Instructions for the task:
Select every line containing the word "strategy" from the material, and copy those lines.

Entries provided:

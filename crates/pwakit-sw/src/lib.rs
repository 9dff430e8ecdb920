//! # pwakit Service Worker
//!
//! An offline-first caching service worker plus the page-side pieces that
//! drive it.
//!
//! ## Features
//!
//! - **Cache partitions**: versioned `static` and `dynamic` caches, optionally
//!   persisted to disk
//! - **Strategies**: cache-first, network-first, stale-while-revalidate, bypass
//! - **Offline fallback**: cached offline page for documents, JSON 503 otherwise
//! - **Lifecycle**: install (fail-fast precache), activate (prune + claim)
//! - **Control channel**: `SKIP_WAITING`, `GET_VERSION`, `CLEAR_CACHE`, `CACHE_URLS`
//! - **Push / notification click** and **background sync** hooks
//! - **Update notifier**: page-side prompt and one-shot reload
//!
//! ## Architecture
//!
//! ```text
//! ServiceWorkerContainer (page side)
//!     ├── ServiceWorkerRegistration (per scope)
//!     │       ├── installing / waiting / active: ServiceWorker
//!     │       └── scope
//!     ├── CacheStorage (shared by every worker version of the origin)
//!     └── Clients
//!
//! ServiceWorker
//!     ├── CacheController ── RouteClassifier
//!     │       └── Fetcher (network)
//!     ├── lifecycle: install / activate
//!     └── control: ControlMessage → ControlReply
//!
//! UpdateNotifier ◄── ServiceWorkerEvent ── ServiceWorkerContainer
//! ```

use pwakit_common::PwaError;
use pwakit_net::NetError;
use thiserror::Error;

pub mod cache;
pub mod clients;
pub mod config;
pub mod container;
pub mod control;
pub mod lifecycle;
pub mod notifier;
pub mod offline;
pub mod push;
pub mod registration;
pub mod route;
pub mod strategy;
pub mod sync;
pub mod worker;

pub use cache::{CacheEntry, CacheKey, CacheStorage};
pub use clients::{Client, ClientMatchOptions, ClientType, Clients};
pub use config::{NotificationDefaults, WorkerConfig};
pub use container::{ServiceWorkerContainer, ServiceWorkerEvent, WorkerTarget};
pub use control::{reply_channel, ControlMessage, ControlReply, ReplyPort};
pub use lifecycle::ServiceWorkerState;
pub use notifier::{AppInfo, PageHost, ToastKind, UpdateNotifier};
pub use push::{ClickOutcome, Notification, NotificationAction, PushPayload};
pub use registration::ServiceWorkerRegistration;
pub use route::{RouteClass, RouteClassifier};
pub use strategy::{CacheController, FetchOutcome, ResponseSource, ServedResponse};
pub use sync::{NoopSync, SyncHandler};
pub use worker::{ServiceWorker, ServiceWorkerId};

// ==================== Errors ====================

/// Errors that can occur in service worker operations.
#[derive(Error, Debug)]
pub enum ServiceWorkerError {
    #[error("Registration failed: {0}")]
    RegistrationFailed(String),

    #[error("Install failed for {url}: {reason}")]
    InstallFailed { url: String, reason: String },

    #[error("Activation failed: {0}")]
    ActivationFailed(String),

    #[error("Network error: {0}")]
    NetworkError(#[from] NetError),

    #[error("State error: {0}")]
    StateError(String),

    #[error("Cache error: {0}")]
    CacheError(String),

    #[error("Storage error: {0}")]
    Io(#[from] std::io::Error),

    #[error("Unknown message type: {0}")]
    UnknownMessage(String),

    #[error("Invalid message: {0}")]
    InvalidMessage(String),

    #[error("Config error: {0}")]
    Config(String),

    #[error("Sync failed for tag {tag}: {reason}")]
    SyncFailed { tag: String, reason: String },

    #[error("Not found: {0}")]
    NotFound(String),
}

/// Result type alias for service worker operations.
pub type Result<T> = std::result::Result<T, ServiceWorkerError>;

impl From<ServiceWorkerError> for PwaError {
    fn from(err: ServiceWorkerError) -> Self {
        match err {
            ServiceWorkerError::NetworkError(net) => net.into(),
            ServiceWorkerError::Io(io) => PwaError::Io(io),
            ServiceWorkerError::NotFound(what) => PwaError::NotFound(what),
            ServiceWorkerError::Config(msg) => PwaError::config(msg),
            ServiceWorkerError::CacheError(msg) => PwaError::cache(msg),
            e @ (ServiceWorkerError::UnknownMessage(_) | ServiceWorkerError::InvalidMessage(_)) => {
                PwaError::message(e.to_string())
            }
            other => PwaError::lifecycle_with_source("service worker", other),
        }
    }
}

Expected answer:
pub mod strategy;
pub use strategy::{CacheController, FetchOutcome, ResponseSource, ServedResponse};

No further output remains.